If the desire of our heart is to consecrate ourselves unto God, we will take the requisite steps to do so. Consecration is personal and intimate. It’s not something achieved corporately but individually. God sanctifies the consecrated, but man chooses to consecrate himself.

When God spoke to the people of Israel, He made this abundantly clear, yet, as is always the case, there will always be those who attempt to circumvent scripture for the sake of an easier, illusory option.

Leviticus 20:7-8, “Consecrate yourselves therefore, and be holy, for I am the Lord your God. And you shall keep My statutes, and perform them: I am the Lord who sanctifies you.”

No man possesses the wherewithal to consecrate another. We are individually accountable before God to set our minds and hearts to the pursuit of complete dedication to His will. God commanded that we consecrate ourselves and be holy, but obedience to His command is voluntary on our part. Voluntary, but not optional. We can’t confuse the two. If you desire all that God has set aside for those who belong to Him, then you must consecrate yourself unto Him, becoming His, in word and deed. I can’t force anyone into consecrating themselves against their will. All I can do is present what God has commanded, and they must choose to accept or reject His word.

John 7:17, “If anyone wills to do His will, he shall know concerning the doctrine, whether it is from God or whether I speak on My own authority.”

Not only is one setting oneself apart or consecrating oneself voluntary, but it is also active. It’s not a one-and-done prospect but a lifelong, ongoing pursuit. You were purchased with a price. Not just some of you, but all of you. Jesus bought the whole house. Not just the attic, or the basement, or the knitting room no one ever uses, but all of it, every stud, every beam, every room, door, window, knob, and floorboard, and since it belongs to Him entirely, outright, with no mortgage, lien, or debt, He is within His right to do with it as He wills.

When we are consecrated to God, we belong to Him and to no other. Not to ourselves, not to our wives, not to our husbands, children, community, nation, or political party. He is first, always in all things, and His word is supreme over our own desires, wants, feelings, or opinions.

Only then does God begin the work that man cannot do of his own volition, which is the process of sanctification. If we have no desire to consecrate ourselves to God, there can be no viable expectation of being sanctified by Him. Consecration and sanctification may be similar in definition, but they are worlds apart in who initiates the process.

I cannot sanctify myself, nor can you. My righteousness is as filthy rags before Him, so unless His righteousness is imputed to me through His Son Jesus, and unless He sanctifies me by His word, I remain clothed in the filthy rags, rather than His righteousness.

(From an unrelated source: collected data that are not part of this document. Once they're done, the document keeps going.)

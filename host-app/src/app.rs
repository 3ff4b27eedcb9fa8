//! The simulated host: a single-threaded frame loop with lifecycle hooks.

use std::sync::atomic::{AtomicBool, Ordering};
use std::thread;
use std::time::{Duration, Instant};

use prepl_bridge::{HostBridge, IdleCallback, InitOutcome, Mode, TickScheduler};

use crate::world::World;

/// Editor idle notification. Subscribers run once per frame in edit mode.
#[derive(Default)]
pub struct EditorLoop {
    subscribers: Vec<IdleCallback<World>>,
}

impl EditorLoop {
    pub fn subscriber_count(&self) -> usize {
        self.subscribers.len()
    }

    fn notify_idle(&mut self, world: &mut World) {
        for callback in self.subscribers.iter_mut() {
            callback(world);
        }
    }
}

impl TickScheduler<World> for EditorLoop {
    fn subscribe_idle(&mut self, callback: IdleCallback<World>) {
        self.subscribers.push(callback);
    }
}

pub struct HostApp {
    mode: Mode,
    world: World,
    editor: EditorLoop,
    bridge: Option<HostBridge<World>>,
}

impl HostApp {
    /// `bridge` is `None` when the REPL server is disabled.
    pub fn new(mode: Mode, title: &str, bridge: Option<HostBridge<World>>) -> Self {
        Self {
            mode,
            world: World::new(title),
            editor: EditorLoop::default(),
            bridge,
        }
    }

    pub fn world(&self) -> &World {
        &self.world
    }

    pub fn bridge(&self) -> Option<&HostBridge<World>> {
        self.bridge.as_ref()
    }

    pub fn editor(&self) -> &EditorLoop {
        &self.editor
    }

    // ========================================================================
    // Lifecycle hooks
    // ========================================================================

    /// Fired before the first scene loads, in both modes.
    pub fn before_scene_load(&mut self) {
        self.init_bridge("before_scene_load");
    }

    /// Fired when the editor finishes loading. Edit mode only.
    pub fn editor_load(&mut self) {
        if self.mode == Mode::Edit {
            self.init_bridge("editor_load");
        }
    }

    fn init_bridge(&mut self, hook: &str) {
        let Some(bridge) = self.bridge.as_mut() else {
            return;
        };
        match bridge.initialize(&mut self.world, &mut self.editor) {
            Ok(InitOutcome::Started { addr }) => {
                log::info!("{}: REPL server listening on {}", hook, addr);
            }
            Ok(InitOutcome::AlreadyInitialized) => {
                log::debug!("{}: REPL bridge already up", hook);
            }
            // Already logged by the bridge; the host keeps running without a REPL
            Err(_) => {}
        }
    }

    // ========================================================================
    // Frame loop
    // ========================================================================

    /// Advance one frame.
    pub fn tick(&mut self) {
        self.world.advance_frame();
        match self.mode {
            Mode::Edit => self.editor.notify_idle(&mut self.world),
            Mode::Run => {
                if let Some(bridge) = self.bridge.as_ref() {
                    bridge.run_callbacks(&mut self.world);
                }
            }
        }
    }

    /// Tick every `interval` until `shutdown` is set or `max_ticks` frames ran.
    pub fn run(&mut self, shutdown: &AtomicBool, max_ticks: Option<u64>, interval: Duration) {
        while !shutdown.load(Ordering::SeqCst) {
            if max_ticks.is_some_and(|max| self.world.frame() >= max) {
                break;
            }
            let started = Instant::now();
            self.tick();
            if let Some(rest) = interval.checked_sub(started.elapsed()) {
                thread::sleep(rest);
            }
        }
        log::info!("Host loop stopped after {} frame(s)", self.world.frame());
    }

    /// Stop the REPL server; its discovery file goes with it.
    pub fn shutdown(&mut self) {
        if let Some(bridge) = self.bridge.as_mut() {
            bridge.shutdown();
        }
    }
}
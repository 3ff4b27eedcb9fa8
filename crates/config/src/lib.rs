// Configuration loading

pub mod paths;
pub mod settings;

pub use paths::{config_dir, discovery_dir};
pub use settings::Settings;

True consecration is a zero-sum prospect, meaning there is nothing we can hold back, keep to ourselves, shelter, or protect, and still conclude that we’ve consecrated ourselves unto God. All of it must be surrendered. All of it must be laid at the foot of the cross, whether our pride, our egotism, our will, our time, our flesh, or our resources. There is no area of our heart that is off limits to God if we desire to consecrate ourselves to Him.

For some, it’s easy not to be a drunkard because they never drank. For others, it’s easy to forfeit greed or avarice because they never took root in their hearts to begin with. However, everyone has that something that they attempt to play keep away with God over, trying to explain to Him why they should be able to retain it, cling to it, and court it, while still claiming to have consecrated themselves.

If He is Lord of your life, then it’s all of your life. There must be nothing that is on equal footing with Him as far as desire goes, nor should anything hold prominence over His will.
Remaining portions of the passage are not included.